Chapter 5
Who is a potential victim?
Everyone is a potential victim of a psychopath. There are two basic reasons why, and my goal in this chapter is to make them clear for you. Why? Because too many people think they can’t be fooled or that they’re too strong to be a victim, and those beliefs put us in danger of being swept away and devastated by a psychopath.
Here are my two points, up front. First, psychopaths handle deception differently, and it catches us off guard. Almost anyone can be fooled, even professionals. Second, the most masterful unincarcerated psychopaths can give a very warm impression and/or they talk incessantly about their values. We are not brought up to anticipate warmth and what seems like patriotism and/or family values from a psychopath. We are not prepared to detect their lies. And that makes us all susceptible.
So let’s talk about deception. How can you tell if someone’s lying to you? Most commonly, people say that they look for shifty eyes or fidgeting. We think that someone will feel agitated while lying and that even if they’re really good at hiding their symptoms, that they will still feel internal agitation in a way that can be measured by instruments attached to the body. Like a polygraph.
Here’s the thing. A psychopath does not feel agitated while lying. So there are no symptoms. No shifty eyes, nothing that can be measured internally… nothing. What a psychopath may feel is elation. There may be a sense of joy in duping you, in getting away with a lie. To a psychopath, that is a WIN, which means power, which means fun! It’s fun to toy with people and watch them twist and turn like little puppets. We (neurotypical people) are looked down upon as stupid, funny fools.
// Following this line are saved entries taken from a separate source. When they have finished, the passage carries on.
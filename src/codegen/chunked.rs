//! Kernel side of the long-string protocol.
//!
//! Each probe with a long-string argument gets its own chunk ring: an array map of
//! `chunk_count` chunks of `chunk_size` bytes, a one-cell map holding the next free chunk, and
//! a copy routine unrolled into exactly `chunk_count` bounded steps. The routine reserves
//! `ceil(len / chunk_size)` chunks with an atomic fetch-add, takes the start modulo the ring
//! size and copies the payload chunk by chunk. It returns the byte count, or one of the
//! sentinels from [`crate::chunks`] on failure.
//!
//! The ring is best effort: a writer that laps a slow reader overwrites chunks the reader has
//! not consumed yet.

use std::fmt::{self, Write};

pub fn store_name(probe: &str) -> String {
    format!("{probe}_chunks")
}

pub fn next_cell_name(probe: &str) -> String {
    format!("{probe}_next_chunk")
}

pub fn routine_name(probe: &str) -> String {
    format!("{probe}_copy_long_str")
}

fn size_define(probe: &str) -> String {
    format!("{}_CHUNK_SIZE", probe.to_uppercase())
}

fn count_define(probe: &str) -> String {
    format!("{}_CHUNK_COUNT", probe.to_uppercase())
}

pub(crate) fn emit_chunk_store(
    out: &mut String,
    probe: &str,
    chunk_size: u32,
    chunk_count: u32,
) -> fmt::Result {
    let size = size_define(probe);
    let count = count_define(probe);
    writeln!(out, "#define {size} {chunk_size}")?;
    writeln!(out, "#define {count} {chunk_count}")?;
    writeln!(out)?;
    writeln!(out, "struct {probe}_chunk {{")?;
    writeln!(out, "\tchar data[{size}];")?;
    writeln!(out, "}};")?;
    writeln!(out)?;
    writeln!(out, "struct {{")?;
    writeln!(out, "\t__uint(type, BPF_MAP_TYPE_ARRAY);")?;
    writeln!(out, "\t__uint(max_entries, {count});")?;
    writeln!(out, "\t__type(key, __u32);")?;
    writeln!(out, "\t__type(value, struct {probe}_chunk);")?;
    writeln!(out, "}} {} SEC(\".maps\");", store_name(probe))?;
    writeln!(out)?;
    writeln!(out, "struct {{")?;
    writeln!(out, "\t__uint(type, BPF_MAP_TYPE_ARRAY);")?;
    writeln!(out, "\t__uint(max_entries, 1);")?;
    writeln!(out, "\t__type(key, __u32);")?;
    writeln!(out, "\t__type(value, __u32);")?;
    writeln!(out, "}} {} SEC(\".maps\");", next_cell_name(probe))?;
    writeln!(out)
}

pub(crate) fn emit_copy_routine(out: &mut String, probe: &str, chunk_count: u32) -> fmt::Result {
    let size = size_define(probe);
    let count = count_define(probe);
    let store = store_name(probe);

    writeln!(
        out,
        "static __always_inline __s32 {}(const char *src, __s32 len, __u32 *start)",
        routine_name(probe)
    )?;
    writeln!(out, "{{")?;
    writeln!(out, "\tstruct {probe}_chunk *chunk;")?;
    writeln!(out, "\t__u32 zero = 0, needed, first, idx, step;")?;
    writeln!(out, "\t__u32 *next;")?;
    writeln!(out, "\t__s32 remaining = len;")?;
    writeln!(out)?;
    writeln!(out, "\t*start = 0;")?;
    writeln!(out, "\tif (len < 0)")?;
    writeln!(out, "\t\treturn USDTRACE_ERR_LENGTH;")?;
    writeln!(out, "\tneeded = ((__u32)len + {size} - 1) / {size};")?;
    writeln!(out, "\tif (needed > {count})")?;
    writeln!(out, "\t\treturn USDTRACE_ERR_LENGTH;")?;
    writeln!(
        out,
        "\tnext = bpf_map_lookup_elem(&{}, &zero);",
        next_cell_name(probe)
    )?;
    writeln!(out, "\tif (!next)")?;
    writeln!(out, "\t\treturn USDTRACE_ERR_BAD_CHUNK_IDX;")?;
    writeln!(out, "\tfirst = __sync_fetch_and_add(next, needed) % {count};")?;
    writeln!(out, "\t*start = first;")?;

    for i in 0..chunk_count {
        writeln!(out)?;
        writeln!(out, "\tif (remaining <= 0)")?;
        writeln!(out, "\t\treturn len;")?;
        writeln!(out, "\tidx = (first + {i}) % {count};")?;
        writeln!(out, "\tif (idx >= {count})")?;
        writeln!(out, "\t\treturn USDTRACE_ERR_BAD_CHUNK_IDX;")?;
        writeln!(out, "\tchunk = bpf_map_lookup_elem(&{store}, &idx);")?;
        writeln!(out, "\tif (!chunk)")?;
        writeln!(out, "\t\treturn USDTRACE_ERR_BAD_CHUNK_IDX;")?;
        writeln!(
            out,
            "\tstep = remaining < {size} ? (__u32)remaining : {size};"
        )?;
        writeln!(out, "\tif (step > {size})")?;
        writeln!(out, "\t\treturn USDTRACE_ERR_LENGTH;")?;
        writeln!(
            out,
            "\tif (bpf_probe_read_user(chunk->data, step, src + (__u64){i} * {size}))"
        )?;
        writeln!(out, "\t\treturn USDTRACE_ERR_BAD_PROBE_READ;")?;
        writeln!(out, "\tremaining -= step;")?;
    }

    writeln!(out)?;
    writeln!(out, "\tif (remaining != 0)")?;
    writeln!(out, "\t\treturn USDTRACE_ERR_LENGTH;")?;
    writeln!(out, "\treturn len;")?;
    writeln!(out, "}}")?;
    writeln!(out)
}
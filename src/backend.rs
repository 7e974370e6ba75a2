//! The seam between the tracer and whatever compiles, loads and attaches the generated programs.
//!
//! The pipeline only talks to these traits. [`crate::libbpf_backend`] is the production
//! implementation; tests drive the pipeline with a scripted in-memory one. Everything behind
//! [`TraceBackend::compile`] is created and used on the worker thread that owns the program, so
//! only the backend itself has to be `Send + Sync`.

use std::io;
use std::time::Duration;

use thiserror::Error;

use crate::chunks::ChunkSource;
use crate::codegen::{CodegenError, CompiledProgram};

#[derive(Debug, Error)]
pub enum AttachError {
    #[error(transparent)]
    Codegen(#[from] CodegenError),
    #[error("failed to compile program: {0}")]
    Compile(String),
    #[error("failed to enable probe {provider}:{probe}: {reason}")]
    Enable {
        provider: String,
        probe: String,
        reason: String,
    },
    #[error("program rejected by the verifier: {0}")]
    VerifierRejected(String),
    #[error("program exceeds the kernel's size limits: {0}")]
    LimitExceeded(String),
    #[error("failed to load program: {0}")]
    Load(String),
    #[error("failed to open event stream {channel}: {reason}")]
    EventStream { channel: String, reason: String },
    #[error("program has no chunk store named {0}")]
    ChunkStore(String),
    #[error("polling failed: {0}")]
    Poll(String),
    #[error("worker exited before the program was attached")]
    WorkerLost,
    #[error(transparent)]
    Io(#[from] io::Error),
}

pub type EventCallback = Box<dyn FnMut(i32, &[u8])>;
pub type DropCallback = Box<dyn FnMut(i32, u64)>;

pub trait TraceBackend: Send + Sync {
    fn compile(&self, program: &CompiledProgram) -> Result<Box<dyn ProgramImage>, AttachError>;
}

/// A compiled but not yet loaded program.
pub trait ProgramImage {
    /// Arrange for `entry` to run whenever `provider:probe` fires.
    fn enable(&mut self, provider: &str, probe: &str, entry: &str) -> Result<(), AttachError>;

    /// Load into the kernel and attach every enabled probe in the process `pid`.
    fn load(self: Box<Self>, pid: u32) -> Result<Box<dyn LoadedProgram>, AttachError>;
}

pub trait LoadedProgram {
    fn open_event_stream(
        &mut self,
        channel: &str,
        on_event: EventCallback,
        on_drop: DropCallback,
    ) -> Result<(), AttachError>;

    fn chunk_source(&self, store: &str) -> Result<Box<dyn ChunkSource>, AttachError>;

    /// Deliver pending events, waiting at most `timeout`.
    fn poll(&mut self, timeout: Duration) -> Result<(), AttachError>;

    /// Detach and release everything.
    fn cleanup(self: Box<Self>);
}
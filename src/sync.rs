use crate::adapters::{GroupMeta, LegalEntityMeta, PermissionMeta, ScmAdapter};
use crate::error::Result;
use crate::ids::*;
use crate::store::Store;
use crate::types::*;
use std::collections::HashMap;
use std::sync::Arc;

/// Counts of what one reconciliation pass touched.
#[derive(Clone, Copy, Debug, Default, PartialEq, Eq)]
pub struct SyncStats {
    pub legal_entities: u32,
    pub repos: u32,
    pub groups: u32,
    pub memberships: u32,
    pub grants: u32,
    pub errors: u32,
}

/// Reconciles the tenant model (owners, repos, groups, memberships,
/// grants) from the source-of-truth listings of the SCM adapter.
///
/// Every write is an idempotent upsert, so a pass can be repeated or
/// interrupted at any point. A failure for one owner is logged and the
/// pass continues; a sync never aborts on a single-tenant error.
pub struct Reconciler {
    store: Arc<dyn Store>,
    scm: Arc<dyn ScmAdapter>,
    source_system: String,
}

impl Reconciler {
    pub fn new(store: Arc<dyn Store>, scm: Arc<dyn ScmAdapter>, source_system: String) -> Self {
        Self {
            store,
            scm,
            source_system,
        }
    }

    /// Reconcile every owner the adapter lists. Callers bound the pass
    /// with an enclosing timeout; store calls return `cancelled` when it
    /// fires.
    pub async fn sync_all(&self) -> Result<SyncStats> {
        let mut stats = SyncStats::default();
        let owners = self.scm.list_legal_entities().await?;
        tracing::info!(owners = owners.len(), "reconciliation pass started");
        for owner in owners {
            match self.sync_legal_entity(&owner).await {
                Ok(s) => {
                    stats.legal_entities += s.legal_entities;
                    stats.repos += s.repos;
                    stats.groups += s.groups;
                    stats.memberships += s.memberships;
                    stats.grants += s.grants;
                    stats.errors += s.errors;
                }
                Err(e) => {
                    stats.errors += 1;
                    tracing::warn!(
                        owner = %owner.external_id,
                        error = %e,
                        "owner reconciliation failed, continuing"
                    );
                }
            }
        }
        tracing::info!(?stats, "reconciliation pass finished");
        Ok(stats)
    }

    /// Reconcile a single owner: the legal entity itself, its repos, its
    /// groups and memberships, and its permission grants.
    pub async fn sync_legal_entity(&self, owner: &LegalEntityMeta) -> Result<SyncStats> {
        let store = self.store.as_ref();
        let mut stats = SyncStats::default();

        let at = now();
        let (entity, created, updated) = store
            .upsert_legal_entity(
                None,
                &LegalEntity {
                    id: LegalEntityId::nil(),
                    name: ResourceName::normalize(&owner.name),
                    kind: owner.kind,
                    external_id: owner.external_id.clone(),
                    email: owner.email.clone(),
                    created_at: at,
                    updated_at: at,
                    etag: Etag::mint(),
                },
            )
            .await?;
        if created || updated {
            stats.legal_entities += 1;
        }
        // The owner's identity is what grants attach to.
        let identity = self.ensure_identity(&entity.id.to_string()).await?;

        let mut repos_by_external: HashMap<ExternalResourceId, RepoId> = HashMap::new();
        match self.scm.list_repos(owner).await {
            Ok(repos) => {
                for meta in repos {
                    let (repo, created, updated) = store
                        .upsert_repo(
                            None,
                            &Repo {
                                id: RepoId::nil(),
                                legal_entity_id: entity.id,
                                name: ResourceName::normalize(&meta.name),
                                external_id: meta.external_id.clone(),
                                default_branch: meta.default_branch.clone(),
                                link: meta.link.clone(),
                                enabled: true,
                                created_at: at,
                                updated_at: at,
                                deleted_at: None,
                                etag: Etag::mint(),
                            },
                        )
                        .await?;
                    if created || updated {
                        stats.repos += 1;
                    }
                    repos_by_external.insert(meta.external_id, repo.id);
                }
            }
            Err(e) => {
                stats.errors += 1;
                tracing::warn!(owner = %owner.external_id, error = %e, "repo listing failed");
            }
        }

        let mut groups_by_external: HashMap<ExternalResourceId, GroupId> = HashMap::new();
        match self.scm.list_groups(owner).await {
            Ok(groups) => {
                for meta in groups {
                    match self.sync_group(&entity, &meta).await {
                        Ok((group_id, group_touched, members_added)) => {
                            groups_by_external.insert(meta.external_id.clone(), group_id);
                            if group_touched {
                                stats.groups += 1;
                            }
                            stats.memberships += members_added;
                        }
                        Err(e) => {
                            stats.errors += 1;
                            tracing::warn!(
                                group = %meta.external_id,
                                error = %e,
                                "group reconciliation failed, continuing"
                            );
                        }
                    }
                }
            }
            Err(e) => {
                stats.errors += 1;
                tracing::warn!(owner = %owner.external_id, error = %e, "group listing failed");
            }
        }

        match self.scm.list_permissions(owner).await {
            Ok(permissions) => {
                for meta in permissions {
                    match self
                        .sync_grant(&meta, &groups_by_external, &repos_by_external, identity.id)
                        .await
                    {
                        Ok(true) => stats.grants += 1,
                        Ok(false) => {}
                        Err(e) => {
                            stats.errors += 1;
                            tracing::warn!(
                                operation = %meta.operation,
                                error = %e,
                                "grant reconciliation failed, continuing"
                            );
                        }
                    }
                }
            }
            Err(e) => {
                stats.errors += 1;
                tracing::warn!(owner = %owner.external_id, error = %e, "permission listing failed");
            }
        }

        Ok(stats)
    }

    async fn sync_group(
        &self,
        owner: &LegalEntity,
        meta: &GroupMeta,
    ) -> Result<(GroupId, bool, u32)> {
        let store = self.store.as_ref();
        let at = now();
        let (group, created, updated) = store
            .upsert_group(
                None,
                &Group {
                    id: GroupId::nil(),
                    legal_entity_id: owner.id,
                    name: ResourceName::normalize(&meta.name),
                    external_id: Some(meta.external_id.clone()),
                    created_at: at,
                    updated_at: at,
                    etag: Etag::mint(),
                },
            )
            .await?;

        let mut added = 0;
        for member in &meta.members {
            // Members are identified externally; their identity row is
            // created on first sight.
            let identity = self.ensure_identity(&member.to_string()).await?;
            let fresh = store
                .upsert_group_membership(
                    None,
                    &GroupMembership {
                        group_id: group.id,
                        identity_id: identity.id,
                        source_system: self.source_system.clone(),
                        created_at: at,
                    },
                )
                .await?;
            if fresh {
                added += 1;
            }
        }
        Ok((group.id, created || updated, added))
    }

    async fn sync_grant(
        &self,
        meta: &PermissionMeta,
        groups: &HashMap<ExternalResourceId, GroupId>,
        repos: &HashMap<ExternalResourceId, RepoId>,
        fallback_identity: IdentityId,
    ) -> Result<bool> {
        let Some(repo_id) = repos.get(&meta.repo_external_id) else {
            tracing::debug!(
                repo = %meta.repo_external_id,
                "grant references unlisted repo, skipping"
            );
            return Ok(false);
        };
        let holder = match groups.get(&meta.group_external_id) {
            Some(group_id) => GrantHolder::Group(*group_id),
            None => GrantHolder::Identity(fallback_identity),
        };
        self.store
            .upsert_grant(
                None,
                &Grant {
                    id: GrantId::new(),
                    holder,
                    operation: meta.operation.clone(),
                    target_resource_id: repo_id.to_string(),
                    created_at: now(),
                },
            )
            .await
    }

    async fn ensure_identity(&self, owner_resource_id: &str) -> Result<Identity> {
        let store = self.store.as_ref();
        if let Some(identity) = store.identity_for_owner(None, owner_resource_id).await? {
            return Ok(identity);
        }
        let identity = Identity {
            id: IdentityId::new(),
            owner_resource_id: owner_resource_id.to_string(),
            created_at: now(),
        };
        store.create_identity(None, &identity).await?;
        Ok(identity)
    }
}
fn event_from_row(row: &PgRow) -> Result<Event> {
    let kind: EventKind = enum_from_str(row.try_get::<String, _>("kind")?.as_str())?;
    let payload: EventPayload = from_json(row.try_get("payload")?)?;
    Ok(Event {
        build_id: BuildId(row.try_get("build_id")?),
        seq: row.try_get::<i64, _>("seq")? as u64,
        kind,
        resource_id: row.try_get("resource_id")?,
        workflow: row.try_get("workflow")?,
        job_name: row.try_get("job_name")?,
        resource_name: row.try_get("resource_name")?,
        payload,
        created_at: row.try_get("created_at")?,
    })
}

fn dependency_from_row(row: &PgRow) -> Result<JobDependencyRow> {
    Ok(JobDependencyRow {
        build_id: BuildId(row.try_get("build_id")?),
        source_job_id: JobId(row.try_get("source_job_id")?),
        workflow: row.try_get("workflow")?,
        job_name: ResourceName::new(row.try_get::<String, _>("job_name")?)?,
        target_job_id: row
            .try_get::<Option<Uuid>, _>("target_job_id")?
            .map(JobId),
        created_at: row.try_get("created_at")?,
    })
}

const JOB_COLUMNS: &str = "id, build_id, repo_id, commit_id, git_ref, workflow, name, job_type, \
     docker, job_runs_on, job_depends, job_services, job_environment, step_execution, \
     artifact_definitions, fingerprint_commands, fingerprint, fingerprint_hash_type, \
     indirect_to_job_id, definition_hash, runner_id, status, timings, error, \
     created_at, updated_at, deleted_at, etag";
So the reason I say everyone can be a victim of a psychopath is because there’s no way to tell if a psychopath is lying. And most of us are over-confident in our ability to detect lies, anyway. In general, most people overestimate their gut sense of lie detection, and that makes us even more vulnerable.
My family was on vacation in Albuquerque. Wyatt was staying in an amazing resort all week for a conference, and I was staying with extended family who lived out there. We were supposed to have access to his room all week so the kids could enjoy the walk-in gradient pool, water slides, lazy river, and so on. It was an outstanding facility. The problem was that he never called us to say it was ok, and he wouldn’t answer my calls. I was afraid to show up over there because I didn’t want to make anyone in his company angry.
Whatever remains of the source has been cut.